**WORK REQUEST**:
In the records below, find the line with "provider partially configured"; retype that line and all the following lines through the end, exactly, and add nothing.

**RECORDS SHOWN**:
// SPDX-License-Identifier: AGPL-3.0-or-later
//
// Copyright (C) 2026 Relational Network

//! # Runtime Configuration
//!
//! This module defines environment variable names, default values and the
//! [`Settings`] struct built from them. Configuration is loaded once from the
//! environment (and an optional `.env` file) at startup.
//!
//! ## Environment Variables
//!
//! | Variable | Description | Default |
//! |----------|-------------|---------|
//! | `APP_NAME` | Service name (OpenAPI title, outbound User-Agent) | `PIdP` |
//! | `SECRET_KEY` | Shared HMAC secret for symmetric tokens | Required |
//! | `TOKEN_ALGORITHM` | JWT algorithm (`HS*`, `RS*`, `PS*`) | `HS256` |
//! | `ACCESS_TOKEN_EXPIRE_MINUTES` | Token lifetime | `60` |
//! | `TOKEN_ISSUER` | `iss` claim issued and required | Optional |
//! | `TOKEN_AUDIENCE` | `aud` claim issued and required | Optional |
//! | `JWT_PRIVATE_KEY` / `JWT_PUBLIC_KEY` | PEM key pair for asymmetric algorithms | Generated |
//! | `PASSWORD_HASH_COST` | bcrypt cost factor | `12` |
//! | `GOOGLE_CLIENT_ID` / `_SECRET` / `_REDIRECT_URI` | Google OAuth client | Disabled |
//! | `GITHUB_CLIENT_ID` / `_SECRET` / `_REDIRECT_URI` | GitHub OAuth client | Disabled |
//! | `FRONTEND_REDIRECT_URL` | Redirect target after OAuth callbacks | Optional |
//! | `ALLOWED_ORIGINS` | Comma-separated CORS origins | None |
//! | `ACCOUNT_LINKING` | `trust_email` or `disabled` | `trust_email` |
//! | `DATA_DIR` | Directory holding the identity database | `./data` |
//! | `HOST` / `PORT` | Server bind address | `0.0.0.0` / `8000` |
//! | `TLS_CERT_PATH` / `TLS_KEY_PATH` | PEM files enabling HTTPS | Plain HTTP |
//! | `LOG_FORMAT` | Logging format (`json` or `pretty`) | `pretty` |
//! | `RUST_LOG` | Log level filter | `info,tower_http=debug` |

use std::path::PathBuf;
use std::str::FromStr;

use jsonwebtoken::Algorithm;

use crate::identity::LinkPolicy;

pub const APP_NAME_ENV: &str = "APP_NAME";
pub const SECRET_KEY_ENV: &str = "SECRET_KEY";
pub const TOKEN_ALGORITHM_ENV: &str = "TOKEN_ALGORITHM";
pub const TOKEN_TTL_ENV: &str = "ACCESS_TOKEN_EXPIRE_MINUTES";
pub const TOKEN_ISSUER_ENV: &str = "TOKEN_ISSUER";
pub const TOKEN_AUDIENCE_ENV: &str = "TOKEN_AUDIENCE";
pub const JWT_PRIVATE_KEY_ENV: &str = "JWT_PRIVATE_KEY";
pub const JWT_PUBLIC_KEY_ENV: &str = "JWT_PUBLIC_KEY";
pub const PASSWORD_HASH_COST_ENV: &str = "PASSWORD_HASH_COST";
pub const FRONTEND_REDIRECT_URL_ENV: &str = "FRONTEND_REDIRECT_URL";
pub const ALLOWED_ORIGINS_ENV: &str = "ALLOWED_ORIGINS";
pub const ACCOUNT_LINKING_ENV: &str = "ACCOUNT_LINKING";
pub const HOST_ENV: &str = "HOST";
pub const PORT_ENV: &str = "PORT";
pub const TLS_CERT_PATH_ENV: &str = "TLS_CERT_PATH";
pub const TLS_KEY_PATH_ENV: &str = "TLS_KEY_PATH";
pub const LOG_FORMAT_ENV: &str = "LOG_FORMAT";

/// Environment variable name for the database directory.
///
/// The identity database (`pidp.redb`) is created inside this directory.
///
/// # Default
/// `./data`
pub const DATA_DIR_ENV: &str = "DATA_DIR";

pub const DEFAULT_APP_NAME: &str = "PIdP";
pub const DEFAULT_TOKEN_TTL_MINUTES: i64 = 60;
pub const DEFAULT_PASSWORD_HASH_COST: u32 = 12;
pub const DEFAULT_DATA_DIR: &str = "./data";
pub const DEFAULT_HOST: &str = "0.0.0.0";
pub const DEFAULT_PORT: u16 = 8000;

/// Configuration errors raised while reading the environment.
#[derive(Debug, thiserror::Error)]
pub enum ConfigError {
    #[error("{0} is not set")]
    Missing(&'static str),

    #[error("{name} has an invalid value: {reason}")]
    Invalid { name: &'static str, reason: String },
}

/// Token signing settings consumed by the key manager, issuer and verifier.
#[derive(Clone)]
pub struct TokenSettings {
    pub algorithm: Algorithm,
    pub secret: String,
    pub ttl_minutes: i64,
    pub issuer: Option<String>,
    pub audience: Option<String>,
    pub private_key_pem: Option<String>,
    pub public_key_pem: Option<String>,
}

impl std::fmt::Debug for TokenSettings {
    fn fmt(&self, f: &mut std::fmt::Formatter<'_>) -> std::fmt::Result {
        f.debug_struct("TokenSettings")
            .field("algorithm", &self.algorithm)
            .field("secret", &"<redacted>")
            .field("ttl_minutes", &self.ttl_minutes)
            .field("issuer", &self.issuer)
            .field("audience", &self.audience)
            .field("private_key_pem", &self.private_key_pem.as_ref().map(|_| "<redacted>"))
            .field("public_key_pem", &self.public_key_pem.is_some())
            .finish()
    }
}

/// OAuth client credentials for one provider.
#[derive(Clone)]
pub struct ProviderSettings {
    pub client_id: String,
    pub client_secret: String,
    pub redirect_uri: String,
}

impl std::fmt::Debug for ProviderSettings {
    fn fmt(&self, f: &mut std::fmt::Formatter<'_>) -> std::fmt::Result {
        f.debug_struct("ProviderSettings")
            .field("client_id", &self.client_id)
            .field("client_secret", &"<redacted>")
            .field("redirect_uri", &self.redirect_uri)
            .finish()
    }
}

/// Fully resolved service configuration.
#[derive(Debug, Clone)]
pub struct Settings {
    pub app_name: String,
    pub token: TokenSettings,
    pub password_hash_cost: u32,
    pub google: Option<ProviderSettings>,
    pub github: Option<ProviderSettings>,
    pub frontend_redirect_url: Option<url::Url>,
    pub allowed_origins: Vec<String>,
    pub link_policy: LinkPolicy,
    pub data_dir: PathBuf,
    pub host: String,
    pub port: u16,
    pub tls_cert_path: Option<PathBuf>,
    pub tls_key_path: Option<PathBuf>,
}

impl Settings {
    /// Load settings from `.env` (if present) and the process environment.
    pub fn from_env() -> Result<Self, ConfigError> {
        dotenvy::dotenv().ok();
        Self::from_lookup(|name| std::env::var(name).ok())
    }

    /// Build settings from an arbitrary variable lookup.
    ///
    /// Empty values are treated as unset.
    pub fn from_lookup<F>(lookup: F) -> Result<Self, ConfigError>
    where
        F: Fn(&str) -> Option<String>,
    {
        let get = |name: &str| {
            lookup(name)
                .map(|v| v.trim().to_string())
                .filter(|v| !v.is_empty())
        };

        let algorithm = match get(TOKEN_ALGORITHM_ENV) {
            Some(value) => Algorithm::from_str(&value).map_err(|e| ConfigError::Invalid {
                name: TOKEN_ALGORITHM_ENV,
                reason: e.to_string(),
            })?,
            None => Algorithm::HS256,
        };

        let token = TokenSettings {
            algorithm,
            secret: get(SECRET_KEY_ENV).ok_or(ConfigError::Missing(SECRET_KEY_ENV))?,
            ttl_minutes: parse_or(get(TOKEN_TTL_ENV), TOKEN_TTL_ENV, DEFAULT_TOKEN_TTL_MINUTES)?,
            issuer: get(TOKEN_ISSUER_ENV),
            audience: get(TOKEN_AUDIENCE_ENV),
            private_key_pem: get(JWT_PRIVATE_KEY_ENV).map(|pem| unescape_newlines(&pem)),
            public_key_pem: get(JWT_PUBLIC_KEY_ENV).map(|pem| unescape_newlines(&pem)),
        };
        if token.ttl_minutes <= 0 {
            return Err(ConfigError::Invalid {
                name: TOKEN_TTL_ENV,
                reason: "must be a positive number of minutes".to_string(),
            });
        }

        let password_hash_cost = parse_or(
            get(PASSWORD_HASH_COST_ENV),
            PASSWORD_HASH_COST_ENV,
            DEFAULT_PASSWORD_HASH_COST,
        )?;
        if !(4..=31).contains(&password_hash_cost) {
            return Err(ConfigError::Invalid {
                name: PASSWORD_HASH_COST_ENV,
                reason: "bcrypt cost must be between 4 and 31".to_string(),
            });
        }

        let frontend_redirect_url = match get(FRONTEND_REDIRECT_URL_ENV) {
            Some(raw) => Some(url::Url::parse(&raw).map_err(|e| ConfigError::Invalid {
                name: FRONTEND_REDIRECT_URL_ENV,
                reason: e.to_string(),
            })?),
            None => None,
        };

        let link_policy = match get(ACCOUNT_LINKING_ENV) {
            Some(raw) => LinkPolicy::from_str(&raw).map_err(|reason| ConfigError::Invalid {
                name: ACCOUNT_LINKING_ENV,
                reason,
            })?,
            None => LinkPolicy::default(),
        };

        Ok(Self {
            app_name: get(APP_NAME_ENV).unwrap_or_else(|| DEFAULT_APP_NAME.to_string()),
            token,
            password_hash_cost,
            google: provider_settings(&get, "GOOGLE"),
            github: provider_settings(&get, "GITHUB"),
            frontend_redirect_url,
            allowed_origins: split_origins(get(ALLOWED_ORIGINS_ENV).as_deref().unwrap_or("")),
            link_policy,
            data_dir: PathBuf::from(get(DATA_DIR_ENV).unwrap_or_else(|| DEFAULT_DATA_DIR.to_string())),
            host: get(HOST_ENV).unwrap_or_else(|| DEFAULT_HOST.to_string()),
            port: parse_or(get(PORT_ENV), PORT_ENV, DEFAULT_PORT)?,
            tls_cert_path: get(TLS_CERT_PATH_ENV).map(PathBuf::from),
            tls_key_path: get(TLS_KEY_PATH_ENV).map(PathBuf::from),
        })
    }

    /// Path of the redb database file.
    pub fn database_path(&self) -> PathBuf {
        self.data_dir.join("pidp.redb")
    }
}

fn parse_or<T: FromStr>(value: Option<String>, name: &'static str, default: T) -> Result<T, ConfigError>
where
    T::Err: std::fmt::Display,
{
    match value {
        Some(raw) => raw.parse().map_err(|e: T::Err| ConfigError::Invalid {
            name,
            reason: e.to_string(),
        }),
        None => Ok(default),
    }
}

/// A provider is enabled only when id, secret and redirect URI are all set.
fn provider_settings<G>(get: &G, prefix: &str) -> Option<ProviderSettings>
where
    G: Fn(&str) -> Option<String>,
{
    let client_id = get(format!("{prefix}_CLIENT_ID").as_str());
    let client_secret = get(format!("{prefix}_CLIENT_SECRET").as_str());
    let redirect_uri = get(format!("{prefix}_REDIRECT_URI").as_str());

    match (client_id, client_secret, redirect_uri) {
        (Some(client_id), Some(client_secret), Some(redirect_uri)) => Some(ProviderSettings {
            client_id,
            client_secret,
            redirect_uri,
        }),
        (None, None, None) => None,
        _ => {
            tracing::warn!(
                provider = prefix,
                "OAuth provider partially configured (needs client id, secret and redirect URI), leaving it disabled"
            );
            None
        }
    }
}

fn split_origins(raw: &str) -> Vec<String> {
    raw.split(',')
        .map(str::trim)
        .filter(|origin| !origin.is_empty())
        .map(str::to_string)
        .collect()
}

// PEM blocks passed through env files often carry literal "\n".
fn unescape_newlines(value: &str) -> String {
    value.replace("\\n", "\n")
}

**WRITTEN REPLY**:
                "OAuth provider partially configured (needs client id, secret and redirect URI), leaving it disabled"
            );
            None
        }
    }
}

fn split_origins(raw: &str) -> Vec<String> {
    raw.split(',')
        .map(str::trim)
        .filter(|origin| !origin.is_empty())
        .map(str::to_string)
        .collect()
}

// PEM blocks passed through env files often carry literal "\n".
fn unescape_newlines(value: &str) -> String {
    value.replace("\\n", "\n")
}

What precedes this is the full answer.